From Linux NFS
Distribute NFSv4 state via File System or NFSD
The discussion of whether to distribute nfsv4 stateids via the NFSD
or through the file system is an ongoing debate. I would say it started
when I implemented the first pNFS prototype in 2004.
I'm sure this conversation will continue on forever until someone actually
spends the time to implement a nfsd-to-nfsd stateid mechanism and compares
its performance and functionality with doing the distribution via the file
system. Until then, this page tries to capture the issues.
I think the ideal compromise would have NFSD offer a default server-to-server
protocol, that does the most basic of things. File systems that need more
control can implement their own mechanism and hook into it via a standard
interface (via export ops or something)
Outside file system (via NFSD or something)
Pro: Simplifies work of FS
a) NFSD MUST be exactly in sync with the FS on the active data servers, and
which client has accessed data on which data server. (note the number of export
ops it would take maintain this coherence)
NFSD must know which devices to distribute/revoke state from. This means that
it must be in sync with regards to the active data servers. Ideally, it would
also track which data servers have which stateids so
it can avoid calling data servers that don't have any information.
In the laissez-faire case, it would even know which clients accessed which data
servers, so the revokes can be even more specific. In short, it seems to me
that the only place that really understands the whole picture is the FS.
b) FS already has a protocol to communicate between servers, why duplicate it?

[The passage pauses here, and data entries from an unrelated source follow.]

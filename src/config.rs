//! Configuration handling for the Wecon CLI.
//! Settings come from an optional rc file in the working directory and may be
//! overridden by environment variables; command-line flags win over both.

use crate::error::{Error, Result};
use log::debug;
use serde::Deserialize;
use std::path::{Path, PathBuf};

/// Supported configuration file names, in lookup order
pub const CONFIG_FILES: [&str; 3] = [".weconrc.json", ".weconrc.yml", ".weconrc.yaml"];

/// Overrides the package manager used to install dependencies.
pub const PACKAGE_MANAGER_ENV: &str = "WECON_PACKAGE_MANAGER";

/// Overrides the project template directory.
pub const TEMPLATES_ENV: &str = "WECON_TEMPLATES";

/// Tool-level settings.
#[derive(Debug, Clone, PartialEq, Eq, Deserialize)]
#[serde(default, rename_all = "camelCase", deny_unknown_fields)]
pub struct Settings {
    /// Author written into new projects when none is given
    pub author: Option<String>,
    /// Program used for `<pm> install`
    pub package_manager: String,
    /// Whether `create` initializes a git repository
    pub git: bool,
    /// Directory replacing the built-in project template set
    pub templates: Option<PathBuf>,
}

impl Default for Settings {
    fn default() -> Self {
        Self { author: None, package_manager: "npm".to_string(), git: true, templates: None }
    }
}

/// Reads the first configuration file found in `dir`.
///
/// # Returns
/// * `Result<Option<(PathBuf, String)>>` - Path and contents, or None when
///   no configuration file exists
pub fn load_config<P: AsRef<Path>>(dir: P, config_files: &[&str]) -> Result<Option<(PathBuf, String)>> {
    for file in config_files {
        let config_path = dir.as_ref().join(file);
        if config_path.is_file() {
            debug!("Loading configuration from {}", config_path.display());
            let content = std::fs::read_to_string(&config_path)?;
            return Ok(Some((config_path, content)));
        }
    }
    Ok(None)
}

/// Parses configuration content, trying JSON first and YAML second.
///
/// # Errors
/// * `Error::ConfigError` if the content is neither valid JSON nor YAML,
///   or has unknown keys
pub fn parse_config(content: &str) -> Result<Settings> {
    if content.trim().is_empty() {
        return Ok(Settings::default());
    }
    match serde_json::from_str(content) {
        Ok(settings) => Ok(settings),
        Err(_) => serde_yaml::from_str(content)
            .map_err(|e| Error::ConfigError(format!("Invalid configuration format: {e}"))),
    }
}

/// Applies environment overrides to `settings`.
pub fn apply_env<F>(mut settings: Settings, var: F) -> Settings
where
    F: Fn(&str) -> Option<String>,
{
    if let Some(pm) = var(PACKAGE_MANAGER_ENV).filter(|v| !v.trim().is_empty()) {
        settings.package_manager = pm;
    }
    if let Some(dir) = var(TEMPLATES_ENV).filter(|v| !v.trim().is_empty()) {
        settings.templates = Some(PathBuf::from(dir));
    }
    settings
}

/// Loads settings for a command run in `dir`.
pub fn get_settings<P: AsRef<Path>>(dir: P) -> Result<Settings> {
    let settings = match load_config(dir, &CONFIG_FILES)? {
        Some((path, content)) => parse_config(&content).map_err(|e| match e {
            Error::ConfigError(msg) => Error::ConfigError(format!("{}: {msg}", path.display())),
            other => other,
        })?,
        None => Settings::default(),
    };
    Ok(apply_env(settings, |key| std::env::var(key).ok()))
}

c) Scalability is an issue. Many FSs use sophisticated communication algorithms
to spread information among many many servers (tree broadcast, etc)
Inside file system
a) Leaves the problem of performance and scalability to the file system
(which has already solved the problem)
b) The FS has all the required information to optimize distribution and
revocation of all state information. No sync with NFSD layer required.
Con: Each FS must implement extra export ops